The Synod of Bishops on the Family is so important that bishops “felt the spirit” of the Second Vatican Council, a historic gathering of bishops from 1962 to 1965.
(The Second Vatican Council, or Vatican II, reformed the Catholic Church and clarified its role in the modern world. Vatican II, for instance, allowed the use of vernacular languages such as English in Masses, instead of strictly Latin.)
For Filipinos, however, it’s not only the meeting’s scale or the issues at stake that make the Synod matter.
The Synod is also a Filipino milestone because the Pope placed a Filipino in an important role.
In February 2014, Francis named Manila Archbishop Luis Antonio Cardinal Tagle as one of the Synod’s 3 presidents-delegate. In this landmark of Francis’ papacy, Tagle served as a deputy of the Pope, the Synod’s president. Representing Asia, the Manila archbishop presided over the Synod’s discussions “in the name and by the authority of the Pope.”
Tagle is one of the Filipinos whom the Pope has appointed to plum posts from the beginning of his papacy exactly two years ago.
Since Francis’ election on March 13, 2013, the Pope has placed Filipinos in at least 10 key positions in the Catholic Church – from Tagle’s role as the Synod’s president-delegate to a Boholano archbishop’s job as the Vatican’s representative in the United Nations (UN).
In an interview with Rappler, a leading Asian theologian said these appointments show us 3 things:
- an “affirmation” of the Philippines
- the Philippines’ way of “giving back” after it received Christianity from Europe in the 16th century
- a proof of the first Latin American pontiff’s focus on the world’s “peripheries”
Tagle in more Vatican offices
Under Francis, Tagle alone received 5 new international positions in the Catholic Church.
The most prominent among these is his role as the Synod’s president-delegate.
The most recently announced is the Pope’s confirmation of Tagle as president of the Catholic Biblical Federation (CBF), a 46-year-old group that helps bishops around the world in promoting the Bible. The CBF publicized Tagle’s election on March 8.
The Pope also appointed Tagle to the following positions:
- Member, Pontifical Council for the Laity, February 2014
- Member, Sacred Congregation for Institutes of Consecrated Life and Societies of Consecrated Life, March 2014
- Member, Sacred Congregation for the Evangelization of Peoples, September 2014
Pontifical councils and congregations belong to the Roman Curia, a set of offices designed to help the Pope, which Francis wants to reform because it has also bred intrigue and corruption.

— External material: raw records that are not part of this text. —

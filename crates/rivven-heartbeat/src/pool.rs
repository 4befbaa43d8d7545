//! Connection pool for the heartbeat writer
//!
//! A small semaphore-bounded pool:
//! - Lazy or eager connection creation (`min_size`)
//! - Deadline-bounded acquisition
//! - Health checking on borrow and idle-timeout recycling
//! - Return-to-pool on drop
//! - Graceful shutdown
//!
//! # Example
//!
//! ```rust,ignore
//! use rivven_heartbeat::pool::{ConnectionPool, PoolConfig, SimpleConnectionPool};
//!
//! let pool = SimpleConnectionPool::open(PoolConfig::default().with_max_size(1), factory).await;
//!
//! let deadline = tokio::time::Instant::now() + Duration::from_secs(1);
//! let conn = pool.get(deadline).await?;
//! conn.execute("SELECT 1").await?;
//! conn.recycle().await;
//! ```

use async_trait::async_trait;
use std::sync::atomic::{AtomicBool, AtomicU64, AtomicUsize, Ordering};
use std::sync::{Arc, Weak};
use std::time::Duration;
use tokio::sync::{Mutex, Semaphore};
use tokio::time::Instant;
use tracing::debug;

use crate::connection::{Connection, ConnectionFactory};
use crate::error::{Error, Result};

/// Connection pool trait
#[async_trait]
pub trait ConnectionPool: Send + Sync {
    /// Get a connection from the pool, giving up at `deadline`
    async fn get(&self, deadline: Instant) -> Result<PooledConnection>;

    /// Return a connection to the pool
    async fn return_connection(&self, conn: Box<dyn Connection>);

    /// Drop a connection that must not be reused
    async fn discard_connection(&self, conn: Box<dyn Connection>);

    /// Get current number of open connections (idle + in use)
    fn size(&self) -> usize;

    /// Get pool statistics
    fn stats(&self) -> PoolStats;

    /// Whether the pool has been closed
    fn is_closed(&self) -> bool;

    /// Close all connections and shutdown the pool
    async fn close(&self) -> Result<()>;
}

/// A connection borrowed from the pool
pub struct PooledConnection {
    /// The underlying connection
    conn: Option<Box<dyn Connection>>,
    /// Reference to the pool for return
    pool: Arc<dyn ConnectionPool>,
}

impl PooledConnection {
    /// Create a new pooled connection wrapper
    pub fn new(conn: Box<dyn Connection>, pool: Arc<dyn ConnectionPool>) -> Self {
        Self {
            conn: Some(conn),
            pool,
        }
    }

    /// Hand the connection back to the pool for reuse
    pub async fn recycle(mut self) {
        if let Some(conn) = self.conn.take() {
            self.pool.return_connection(conn).await;
        }
    }

    /// Close the connection instead of returning it (e.g. after a failed statement)
    pub async fn discard(mut self) {
        if let Some(conn) = self.conn.take() {
            self.pool.discard_connection(conn).await;
        }
    }
}

impl std::ops::Deref for PooledConnection {
    type Target = dyn Connection;

    fn deref(&self) -> &Self::Target {
        self.conn
            .as_ref()
            .expect("connection already returned")
            .as_ref()
    }
}

impl Drop for PooledConnection {
    fn drop(&mut self) {
        if let Some(conn) = self.conn.take() {
            let pool = self.pool.clone();
            tokio::spawn(async move {
                pool.return_connection(conn).await;
            });
        }
    }
}

/// Pool configuration
#[derive(Debug, Clone)]
pub struct PoolConfig {
    /// Connections created eagerly on open (0 = lazy)
    pub min_size: usize,
    /// Maximum pool size
    pub max_size: usize,
    /// Idle timeout (connections idle longer are closed)
    pub idle_timeout: Duration,
    /// Whether to test connections on borrow
    pub test_on_borrow: bool,
}

impl Default for PoolConfig {
    fn default() -> Self {
        Self {
            min_size: 0,
            max_size: 1,
            idle_timeout: Duration::from_secs(1800),
            test_on_borrow: true,
        }
    }
}

impl PoolConfig {
    /// Set minimum pool size
    pub fn with_min_size(mut self, size: usize) -> Self {
        self.min_size = size;
        self
    }

    /// Set maximum pool size
    pub fn with_max_size(mut self, size: usize) -> Self {
        self.max_size = size;
        self
    }

    /// Set idle timeout
    pub fn with_idle_timeout(mut self, timeout: Duration) -> Self {
        self.idle_timeout = timeout;
        self
    }

    /// Enable/disable test on borrow
    pub fn with_test_on_borrow(mut self, test: bool) -> Self {
        self.test_on_borrow = test;
        self
    }
}

/// Pool statistics
#[derive(Debug, Clone, Default, PartialEq, Eq)]
pub struct PoolStats {
    /// Total number of connections created
    pub connections_created: u64,
    /// Total number of connections closed
    pub connections_closed: u64,
    /// Total number of connection acquisitions
    pub acquisitions: u64,
    /// Number of times acquisition ran into its deadline
    pub exhausted_count: u64,
    /// Number of health check failures
    pub health_check_failures: u64,
}

/// Atomic pool stats for concurrent updates
#[derive(Debug, Default)]
#[allow(missing_docs)]
pub struct AtomicPoolStats {
    pub connections_created: AtomicU64,
    pub connections_closed: AtomicU64,
    pub acquisitions: AtomicU64,
    pub exhausted_count: AtomicU64,
    pub health_check_failures: AtomicU64,
}

impl AtomicPoolStats {
    /// Create new atomic stats
    pub fn new() -> Self {
        Self::default()
    }

    /// Record a connection creation
    pub fn record_created(&self) {
        self.connections_created.fetch_add(1, Ordering::Relaxed);
    }

    /// Record a connection close
    pub fn record_closed(&self) {
        self.connections_closed.fetch_add(1, Ordering::Relaxed);
    }

    /// Record an acquisition
    pub fn record_acquisition(&self) {
        self.acquisitions.fetch_add(1, Ordering::Relaxed);
    }

    /// Record pool exhaustion
    pub fn record_exhausted(&self) {
        self.exhausted_count.fetch_add(1, Ordering::Relaxed);
    }

    /// Record health check failure
    pub fn record_health_check_failure(&self) {
        self.health_check_failures.fetch_add(1, Ordering::Relaxed);
    }

    /// Snapshot current stats
    pub fn snapshot(&self) -> PoolStats {
        PoolStats {
            connections_created: self.connections_created.load(Ordering::Relaxed),
            connections_closed: self.connections_closed.load(Ordering::Relaxed),
            acquisitions: self.acquisitions.load(Ordering::Relaxed),
            exhausted_count: self.exhausted_count.load(Ordering::Relaxed),
            health_check_failures: self.health_check_failures.load(Ordering::Relaxed),
        }
    }
}

/// Semaphore-bounded connection pool.
///
/// Each `open` produces a fresh pool; a closed pool is never reopened.
pub struct SimpleConnectionPool {
    config: PoolConfig,
    factory: Arc<dyn ConnectionFactory>,
    /// Idle connections (LIFO)
    idle: Mutex<Vec<PoolEntry>>,
    /// Limits connections handed out at once
    semaphore: Semaphore,
    total_connections: AtomicUsize,
    stats: AtomicPoolStats,
    shutdown: AtomicBool,
    self_ref: Weak<Self>,
}

struct PoolEntry {
    conn: Box<dyn Connection>,
    last_used: Instant,
}

impl SimpleConnectionPool {
    /// Open a new connection pool.
    ///
    /// Creates `min_size` connections eagerly; failures here are logged and
    /// left for lazy creation on `get`.
    pub async fn open(config: PoolConfig, factory: Arc<dyn ConnectionFactory>) -> Arc<Self> {
        let pool = Arc::new_cyclic(|self_ref| Self {
            semaphore: Semaphore::new(config.max_size),
            idle: Mutex::new(Vec::with_capacity(config.max_size)),
            config,
            factory,
            total_connections: AtomicUsize::new(0),
            stats: AtomicPoolStats::new(),
            shutdown: AtomicBool::new(false),
            self_ref: self_ref.clone(),
        });

        let warm = pool.config.min_size.min(pool.config.max_size);
        for _ in 0..warm {
            match pool.create_connection().await {
                Ok(conn) => pool.idle.lock().await.push(PoolEntry {
                    conn,
                    last_used: Instant::now(),
                }),
                Err(e) => {
                    debug!(error = %e, "Eager connection creation failed, deferring to first use");
                    break;
                }
            }
        }

        pool
    }

    /// Get pool configuration
    pub fn config(&self) -> &PoolConfig {
        &self.config
    }

    async fn create_connection(&self) -> Result<Box<dyn Connection>> {
        let conn = self.factory.connect().await?;
        self.total_connections.fetch_add(1, Ordering::Release);
        self.stats.record_created();
        Ok(conn)
    }

    fn forget_connection(&self) {
        self.total_connections.fetch_sub(1, Ordering::Release);
        self.stats.record_closed();
    }

    async fn close_connection(&self, conn: Box<dyn Connection>) {
        // Accounted up front so a cancelled close cannot leak the count.
        self.forget_connection();
        if let Err(e) = conn.close().await {
            debug!(error = %e, "Error closing pooled connection");
        }
    }

    /// Pop idle connections until a usable one is found
    async fn take_idle(&self) -> Option<Box<dyn Connection>> {
        loop {
            let entry = self.idle.lock().await.pop()?;
            if entry.last_used.elapsed() > self.config.idle_timeout {
                self.close_connection(entry.conn).await;
                continue;
            }
            if !self.config.test_on_borrow {
                return Some(entry.conn);
            }

            let mut check = IdleCheck {
                pool: self,
                conn: Some(entry.conn),
            };
            let valid = match check.conn.as_ref() {
                Some(conn) => conn.is_valid().await,
                None => false,
            };
            if valid {
                return check.conn.take();
            }

            self.stats.record_health_check_failure();
            if let Some(conn) = check.conn.take() {
                self.close_connection(conn).await;
            }
        }
    }
}

/// An idle connection whose health check is running.
///
/// If the check is abandoned (the caller's deadline fired) the connection is
/// closed in the background instead of leaking out of the pool's count.
struct IdleCheck<'a> {
    pool: &'a SimpleConnectionPool,
    conn: Option<Box<dyn Connection>>,
}

impl Drop for IdleCheck<'_> {
    fn drop(&mut self) {
        if let Some(conn) = self.conn.take() {
            self.pool.forget_connection();
            tokio::spawn(async move {
                if let Err(e) = conn.close().await {
                    debug!(error = %e, "Error closing abandoned pooled connection");
                }
            });
        }
    }
}

#[async_trait]
impl ConnectionPool for SimpleConnectionPool {
    async fn get(&self, deadline: Instant) -> Result<PooledConnection> {
        if self.shutdown.load(Ordering::Acquire) {
            return Err(Error::pool_exhausted("pool is closed"));
        }

        let permit = match tokio::time::timeout_at(deadline, self.semaphore.acquire()).await {
            Ok(Ok(permit)) => permit,
            Ok(Err(_)) => return Err(Error::pool_exhausted("pool is closed")),
            Err(_) => {
                self.stats.record_exhausted();
                return Err(Error::pool_exhausted(format!(
                    "timed out waiting for a connection ({} in use)",
                    self.config.max_size
                )));
            }
        };

        let conn = match self.take_idle().await {
            Some(conn) => conn,
            None => match tokio::time::timeout_at(deadline, self.create_connection()).await {
                Ok(result) => result?,
                Err(_) => return Err(Error::timeout("deadline exceeded while connecting")),
            },
        };

        self.stats.record_acquisition();
        // Released again in return_connection / discard_connection.
        permit.forget();

        let pool: Arc<dyn ConnectionPool> = match self.self_ref.upgrade() {
            Some(pool) => pool as Arc<dyn ConnectionPool>,
            None => {
                self.semaphore.add_permits(1);
                self.close_connection(conn).await;
                return Err(Error::pool_exhausted("pool has been dropped"));
            }
        };

        Ok(PooledConnection::new(conn, pool))
    }

    async fn return_connection(&self, conn: Box<dyn Connection>) {
        self.semaphore.add_permits(1);

        // close() sets the flag before draining under the same lock, so a
        // connection pushed here is either drained or never pushed.
        let mut idle = self.idle.lock().await;
        if self.shutdown.load(Ordering::Acquire) {
            drop(idle);
            self.close_connection(conn).await;
            return;
        }

        idle.push(PoolEntry {
            conn,
            last_used: Instant::now(),
        });
    }

    async fn discard_connection(&self, conn: Box<dyn Connection>) {
        self.semaphore.add_permits(1);
        self.close_connection(conn).await;
    }

    fn size(&self) -> usize {
        self.total_connections.load(Ordering::Acquire)
    }

    fn stats(&self) -> PoolStats {
        self.stats.snapshot()
    }

    fn is_closed(&self) -> bool {
        self.shutdown.load(Ordering::Acquire)
    }

    async fn close(&self) -> Result<()> {
        if self.shutdown.swap(true, Ordering::AcqRel) {
            return Ok(());
        }
        self.semaphore.close();

        let mut idle = self.idle.lock().await;
        for entry in idle.drain(..) {
            self.close_connection(entry.conn).await;
        }

        Ok(())
    }
}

Tagle has been a member of a congregation and two pontifical councils even before Francis. Then Pope Benedict XVI named him to the following Vatican positions:
- Member, Sacred Congregation for Catholic Education, June 2012
- Member, Pontifical Council for the Family, January 2013
- Member, Pontifical Council for Migrants and Itinerant People, January 2013
What’s notable, this time around, is that Francis named Tagle to more congregations. The Catholic News Agency explains that “while congregations have executive power, pontifical councils do not, and remain in the background of their own spheres of influence.”
Vatican’s UN envoy from Bohol
While Tagle attended the meetings of these Vatican offices, another Filipino took the podium at the UN headquarters in New York to relay the Vatican’s stance on the conflict in the Middle East, climate change, and human rights, among other things.
He is Archbishop Bernardito Cleopas Auza, a native of Talibon, Bohol, whose appointment the Vatican announced in July 2014.
He became the first Filipino to represent the Vatican before the UN.
Francis placed Auza in the UN after the Filipino served as the Vatican’s ambassador or apostolic nuncio to Haiti.
Months later, in February 2015, the Vatican said the Pope placed another Filipino archbishop in a key diplomatic post.
Francis named Archbishop Adolfo Tito Yllana, who was born in Naga City, as the apostolic nuncio to Australia. His new host country is one of the world’s 20 largest economies, where the percentage of Catholics declined to 25% in 2011 from 27% in 2001.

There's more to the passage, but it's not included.